> **WHAT YOU ARE ASKED TO DO**
No record may be left out; print them all verbatim.

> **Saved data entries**

----

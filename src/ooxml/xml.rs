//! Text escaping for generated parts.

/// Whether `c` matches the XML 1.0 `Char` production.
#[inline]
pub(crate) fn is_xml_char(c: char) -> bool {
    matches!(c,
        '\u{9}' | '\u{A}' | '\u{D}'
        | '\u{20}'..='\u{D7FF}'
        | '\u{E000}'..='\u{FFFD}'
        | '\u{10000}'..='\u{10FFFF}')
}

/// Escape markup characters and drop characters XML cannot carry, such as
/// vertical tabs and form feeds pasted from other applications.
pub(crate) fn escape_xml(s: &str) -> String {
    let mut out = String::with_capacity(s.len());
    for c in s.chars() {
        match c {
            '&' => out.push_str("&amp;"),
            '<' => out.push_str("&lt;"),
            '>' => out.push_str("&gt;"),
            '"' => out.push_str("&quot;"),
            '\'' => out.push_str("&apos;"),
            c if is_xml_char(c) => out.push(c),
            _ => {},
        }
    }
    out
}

----

> **OUTPUT OF THE TASK**
filename src/ooxml/xml.rs
//! Text escaping for generated parts.

/// Whether `c` matches the XML 1.0 `Char` production.
#[inline]
pub(crate) fn is_xml_char(c: char) -> bool {
    matches!(c,
        '\u{9}' | '\u{A}' | '\u{D}'
        | '\u{20}'..='\u{D7FF}'
        | '\u{E000}'..='\u{FFFD}'
        | '\u{10000}'..='\u{10FFFF}')
}

/// Escape markup characters and drop characters XML cannot carry, such as
/// vertical tabs and form feeds pasted from other applications.
pub(crate) fn escape_xml(s: &str) -> String {
    let mut out = String::with_capacity(s.len());
    for c in s.chars() {
        match c {
            '&' => out.push_str("&amp;"),
            '<' => out.push_str("&lt;"),
            '>' => out.push_str("&gt;"),
            '"' => out.push_str("&quot;"),
            '\'' => out.push_str("&apos;"),
            c if is_xml_char(c) => out.push(c),
            _ => {},
        }
    }
    out
}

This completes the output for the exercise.